Payment by Results 'is damaging patient care'

20 Aug 10
The NHS Payment by Results system is creating perverse incentives that are affecting the quality of patient care, Public Finance has been told.

By Jaimie Kaffash

20 August 2010

The NHS Payment by Results system is creating perverse incentives that are affecting the quality of patient care, Public Finance has been told.

The system pays NHS trusts based on the number of procedures they carry out. But doctors are claiming that it discourages collaboration between health providers and does not accurately reflect the costs of complex treatments.

In a recent case, Dr Shirine Boardman claimed unfair dismissal against SouthWarwickshire NHS Foundation Trust. The doctor was seconded to a diabetes community clinic for southern Asians, but the trust sacked her for transferring patient information to the clinic.

The employment tribunal ruled in the trust’s favour. But it said there were ‘financial issues which meant that the trust was particularly concerned about the possibility of losing patients to the clinic in the community and that was the basis upon which [the trust] made clear that patients were not to be transferred for their clinical health care needs to the clinic’.

Boardman told PF that Payment by Results actively deterred collaboration that would be in the patient’s best interests. She said that, because the hospital was worried about losing money through the system, other clinic staff were not given access to patient information, which meant they would have to ring the hospital to find out vital information.

‘The patients could see me either in the community or in the hospital for their diabetes appointment, but the hospital stood to lose £230 for every patient. The primary care trust does not have to pay that if the patient is seen in the community.’

Boardman expressed sympathy for the trust’s predicament: ‘If the hospital doesn’t get money because the patient is seen in the community, they cannot pay my wages.’

‘It does put strain on how to work with your community. To provide a patient with holistic care, you need everyone to work with each other.’

The system also means that complex surgery is too expensive, as the tariffs given to providers do not cover the costs. With a lowering of the tariffs, so they reflect ‘best practice’ costs, this situation could become worse. 
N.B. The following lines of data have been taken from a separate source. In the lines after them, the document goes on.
//! Public connection handle.
//!
//! A [`Connection`] drives one [`Session`] over one [`Socket`]: `connect` opens the
//! socket and runs the handshake (including version downgrades), a background reader
//! thread feeds socket reads into the session, and request-issuing threads serialize
//! their frames and wait on per-request handles.
//!
//! # Example
//! ```no_run
//! use thinwire::{ClientConfig, Connection, ConnectionListeners};
//!
//! let listeners = ConnectionListeners::default()
//!     .on_disconnect(|conn, err| eprintln!("lost {}: {err:?}", conn.endpoint()));
//! let conn = Connection::new("127.0.0.1:10800", ClientConfig::default(), listeners).unwrap();
//! conn.connect().unwrap();
//!
//! // OP_CACHE_GET_NAMES
//! let count = conn
//!     .send_request(1050, |_| Ok(()), |payload| payload.read_i32())
//!     .unwrap();
//! println!("{count} caches");
//!
//! conn.disconnect();
//! ```
use std::{
    fmt, io,
    io::Write,
    net::{Shutdown, TcpStream},
    sync::{Arc, mpsc},
};

use log::{debug, info, warn};
use parking_lot::Mutex;
use uuid::Uuid;

use crate::{
    buffer::{MessageReader, MessageWriter},
    config::ClientConfig,
    error::{ClientError, Result},
};

use super::{
    AffinityTopologyVersion, ConnectionState, ProtocolVersion,
    endpoint::Endpoint,
    request::{HandshakeReply, PendingRequest, ResponseHandle, response_channel},
    session::Session,
    thread::ReaderThread,
    transport::{Socket, SocketWriter},
    version::{CURRENT_VERSION, SUPPORTED_VERSIONS},
};

pub type DisconnectListener = Box<dyn Fn(&Connection, Option<&ClientError>) + Send + Sync>;
pub type TopologyListener = Box<dyn Fn(AffinityTopologyVersion) + Send + Sync>;

/// Callbacks into the code that owns the connection.
#[derive(Default)]
pub struct ConnectionListeners {
    /// Runs once when an established connection goes away.
    pub on_disconnect: Option<DisconnectListener>,
    /// Runs on the reader thread before the response that carried the update completes.
    pub on_affinity_topology_change: Option<TopologyListener>,
}

impl ConnectionListeners {
    pub fn on_disconnect<F>(mut self, listener: F) -> Self
    where
        F: Fn(&Connection, Option<&ClientError>) + Send + Sync + 'static,
    {
        self.on_disconnect = Some(Box::new(listener));
        self
    }

    pub fn on_affinity_topology_change<F>(mut self, listener: F) -> Self
    where
        F: Fn(AffinityTopologyVersion) + Send + Sync + 'static,
    {
        self.on_affinity_topology_change = Some(Box::new(listener));
        self
    }
}

impl fmt::Debug for ConnectionListeners {
    fn fmt(&self, f: &mut fmt::Formatter<'_>) -> fmt::Result {
        f.debug_struct("ConnectionListeners")
            .field("on_disconnect", &self.on_disconnect.is_some())
            .field(
                "on_affinity_topology_change",
                &self.on_affinity_topology_change.is_some(),
            )
            .finish()
    }
}

pub(crate) struct Shared {
    address: String,
    endpoint: Endpoint,
    config: ClientConfig,
    listeners: ConnectionListeners,
    session: Mutex<Session>,
    writer: Mutex<Option<SocketWriter>>,
    /// Second handle on the socket, so shutting it down never waits for a writer.
    stream: Mutex<Option<TcpStream>>,
    reader: Mutex<Option<ReaderThread>>,
}

impl Shared {
    /// Writes one complete frame. A failed write tears the connection down.
    fn write(self: &Arc<Self>, message: &[u8]) -> Result<()> {
        let written = match self.writer.lock().as_mut() {
            Some(socket) => Some(socket.write_all(message).and_then(|_| socket.flush())),
            None => None,
        };

        match written {
            Some(Ok(())) => Ok(()),
            Some(Err(e)) => {
                warn!("failed to write to {}: {e}", self.endpoint);
                self.disconnect(Some(ClientError::from(e)), true);
                Err(self.session.lock().lost_connection())
            }
            None => Err(self.session.lock().lost_connection()),
        }
    }

    /// Feeds a socket read into the session; returns `false` once the reader should stop.
    pub(crate) fn handle_data(self: &Arc<Self>, chunk: &[u8]) -> bool {
        let mut dispatches = Vec::new();
        let result = self.session.lock().on_data(chunk, &mut dispatches);

        let on_topology_change = self.listeners.on_affinity_topology_change.as_deref();
        for dispatch in dispatches {
            if let Some(topology) = dispatch.topology() {
                debug!("affinity topology changed to {topology}");
            }
            dispatch.deliver(on_topology_change);
        }

        match result {
            Ok(()) => self.session.lock().state() != ConnectionState::Disconnected,
            Err(e) => {
                warn!("closing connection to {}: {e}", self.endpoint);
                self.disconnect(Some(e), true);
                false
            }
        }
    }

    /// The server closed the stream.
    pub(crate) fn handle_close(self: &Arc<Self>) {
        self.disconnect(None, false);
    }

    pub(crate) fn handle_error(self: &Arc<Self>, error: io::Error) {
        let error = ClientError::from(error);
        warn!("socket error on {}: {error}", self.endpoint);
        self.disconnect(Some(error), true);
    }

    /// Moves to `Disconnected`, fails every pending request and notifies the listener.
    ///
    /// `close` is false when the server already closed the stream.
    fn disconnect(self: &Arc<Self>, cause: Option<ClientError>, close: bool) {
        let teardown = self.session.lock().disconnect(cause);

        if close {
            // A caller blocked mid-frame holds the send half; skip close_notify then.
            if let Some(mut writer) = self.writer.try_lock() {
                if let Some(writer) = writer.as_mut() {
                    if let Err(e) = writer.shutdown() {
                        debug!("socket shutdown for {} failed: {e}", self.endpoint);
                    }
                }
            }
        }
        let stream = self.stream.lock().take();
        if let Some(stream) = stream {
            // Wakes the reader thread and any blocked writer.
            let _ = stream.shutdown(Shutdown::Both);
        }
        self.writer.lock().take();

        if let Some(mut teardown) = teardown {
            info!(
                "disconnected from {} ({} pending requests failed)",
                self.endpoint,
                teardown.requests.len()
            );
            teardown.fail_requests();

            if teardown.notify {
                if let Some(listener) = &self.listeners.on_disconnect {
                    let connection = Connection {
                        shared: Arc::clone(self),
                    };
                    listener(&connection, teardown.cause.as_ref());
                }
            }
        }

        let reader = self.reader.lock().take();
        if let Some(reader) = reader {
            if !reader.is_current() {
                reader.join();
            }
        }
    }
}

impl Drop for Shared {
    fn drop(&mut self) {
        if let Some(mut writer) = self.writer.get_mut().take() {
            let _ = writer.shutdown();
        }
        if let Some(stream) = self.stream.get_mut().take() {
            let _ = stream.shutdown(Shutdown::Both);
        }
    }
}

/// Client side of one server connection. Cheap to clone; clones share the connection.
#[derive(Clone)]
pub struct Connection {
    shared: Arc<Shared>,
}

impl Connection {
    /// Validates `endpoint` and `config` without touching the network.
    pub fn new(
        endpoint: &str,
        config: ClientConfig,
        listeners: ConnectionListeners,
    ) -> Result<Self> {
        let parsed = Endpoint::parse(endpoint)?;
        config.validate()?;

        Ok(Self {
            shared: Arc::new(Shared {
                address: endpoint.to_string(),
                endpoint: parsed,
                session: Mutex::new(Session::new(config.credentials.is_some())),
                config,
                listeners,
                writer: Mutex::new(None),
                stream: Mutex::new(None),
                reader: Mutex::new(None),
            }),
        })
    }

    /// Opens the socket and negotiates a protocol version.
    ///
    /// Returns once the handshake has been accepted, or with the error that ended it; in
    /// the error case the connection is left `Disconnected`.
    pub fn connect(&self) -> Result<()> {
        let state = self.state();
        if state != ConnectionState::Initial {
            return Err(ClientError::IllegalState(state));
        }

        info!("connecting to {}", self.shared.endpoint);
        let opened = Socket::open(&self.shared.endpoint, &self.shared.config)
            .and_then(|socket| Ok((socket.writer.try_clone_stream()?, socket)));
        let (stream, Socket { reader, mut writer }) = match opened {
            Ok(opened) => opened,
            Err(e) => {
                return Err(self.abort(ClientError::ConnectionFailed(e.to_string())));
            }
        };

        if let Err(e) = self.shared.session.lock().on_connected() {
            let _ = writer.shutdown();
            return Err(e);
        }
        *self.shared.writer.lock() = Some(writer);
        *self.shared.stream.lock() = Some(stream);

        let name = format!("thinwire-reader-{}", self.shared.endpoint);
        match ReaderThread::spawn(Arc::downgrade(&self.shared), reader, name) {
            Ok(reader) => *self.shared.reader.lock() = Some(reader),
            Err(e) => return Err(self.abort(ClientError::from(e))),
        }

        self.handshake()
    }

    /// Proposes versions until the server accepts one, each at most once.
    fn handshake(&self) -> Result<()> {
        let credentials = self.shared.config.credentials.clone();
        let mut proposed = Vec::with_capacity(SUPPORTED_VERSIONS.len());
        let mut version = CURRENT_VERSION;

        loop {
            proposed.push(version);
            let (sender, receiver) = mpsc::sync_channel(1);
            let message = self.shared.session.lock().begin_handshake(
                version,
                credentials.clone(),
                sender,
            );
            let message = match message {
                Ok(message) => message,
                Err(e) => return Err(self.abort(e)),
            };
            self.shared.write(&message)?;

            let reply = receiver
                .recv()
                .unwrap_or_else(|_| Err(self.shared.session.lock().lost_connection()));

            match reply {
                Ok(HandshakeReply::Established(version)) => {
                    info!(
                        "connected to {} using protocol version {version}",
                        self.shared.endpoint
                    );
                    return Ok(());
                }
                Ok(HandshakeReply::Retry(server)) if proposed.contains(&server) => {
                    return Err(self.abort(ClientError::ProtocolVersionMismatch {
                        client: version,
                        server,
                        message: "server proposed a version it already rejected".to_string(),
                    }));
                }
                Ok(HandshakeReply::Retry(server)) => {
                    debug!("server speaks {server}, retrying handshake");
                    version = server;
                }
                Err(e) => return Err(self.abort(e)),
            }
        }
    }

    fn abort(&self, error: ClientError) -> ClientError {
        self.shared.disconnect(Some(error.clone()), true);
        error
    }

    /// Closes the connection. Every pending request fails with a lost-connection error.
    pub fn disconnect(&self) {
        self.shared.disconnect(None, true);
    }

    /// Sends a request and returns a handle to its single outcome without waiting.
    ///
    /// Fails with [`ClientError::IllegalState`] unless the connection is established;
    /// nothing is written in that case.
    pub fn submit<T, W, R>(
        &self,
        op_code: i16,
        payload_writer: W,
        payload_reader: R,
    ) -> Result<ResponseHandle<T>>
    where
        T: Send + 'static,
        W: FnOnce(&mut MessageWriter) -> Result<()> + Send + 'static,
        R: FnOnce(&mut MessageReader) -> Result<T> + Send + 'static,
    {
        let id = {
            let mut session = self.shared.session.lock();
            session.ensure_connected()?;
            session.allocate_request_id()
        };

        let (completion, handle) = response_channel(payload_reader);
        let mut request = PendingRequest::new(id, op_code, Box::new(payload_writer), completion);
        let message = request.build_message()?;
        self.shared.session.lock().register(request)?;

        debug!(
            "sending request {id} (op {op_code}, {} bytes)",
            message.len()
        );
        self.shared.write(&message)?;
        Ok(handle)
    }

    /// Sends a request and waits for the response, decoded by `payload_reader`.
    pub fn send_request<T, W, R>(
        &self,
        op_code: i16,
        payload_writer: W,
        payload_reader: R,
    ) -> Result<T>
    where
        T: Send + 'static,
        W: FnOnce(&mut MessageWriter) -> Result<()> + Send + 'static,
        R: FnOnce(&mut MessageReader) -> Result<T> + Send + 'static,
    {
        self.submit(op_code, payload_writer, payload_reader)?.wait()
    }

    /// Sends a request whose response carries no payload of interest.
    pub fn send<W>(&self, op_code: i16, payload_writer: W) -> Result<()>
    where
        W: FnOnce(&mut MessageWriter) -> Result<()> + Send + 'static,
    {
        self.send_request(op_code, payload_writer, |_| Ok(()))
    }

    /// Endpoint as given to [`Connection::new`].
    pub fn endpoint(&self) -> &str {
        &self.shared.address
    }

    /// Server node id, known after a handshake at 1.4.0 or later.
    pub fn node_id(&self) -> Option<Uuid> {
        self.shared.session.lock().node_id()
    }

    pub fn protocol_version(&self) -> ProtocolVersion {
        self.shared.session.lock().protocol_version()
    }

    pub fn state(&self) -> ConnectionState {
        self.shared.session.lock().state()
    }
}

impl fmt::Debug for Connection {
    fn fmt(&self, f: &mut fmt::Formatter<'_>) -> fmt::Result {
        f.debug_struct("Connection")
            .field("endpoint", &self.shared.address)
            .field("state", &self.state())
            .finish()
    }
}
Derek Machin, a consultant surgeon and a member of the British Medical Association's consultant committee, told PF: ‘The more complex the surgery, the less likely it is that the PBR tariff will cover the costs. And it is not peculiar to a single trust – it is across the piece.

‘Hospitals are expected to cross subsidise from more lucrative work. But if the more lucrative tariffs are being changed as they seem to be to best practice tariffs then the likelihood is there will be no lucrative tariffs and there will be nothing to cross subsidise most major operations. Major surgery is inadequately recognised in the current tariffs.’

The government’s said in its recent healthwhite paper that they are to look at reforming the PBR system.

The white paper said in future, the structure of payment systems would be the responsibility of the NHS Commissioning Board. Until then, the Department of Health ‘will start designing and implementing a more comprehensive, transparent and sustainable structure of payment for performance so that money follows the patient and reflects quality’.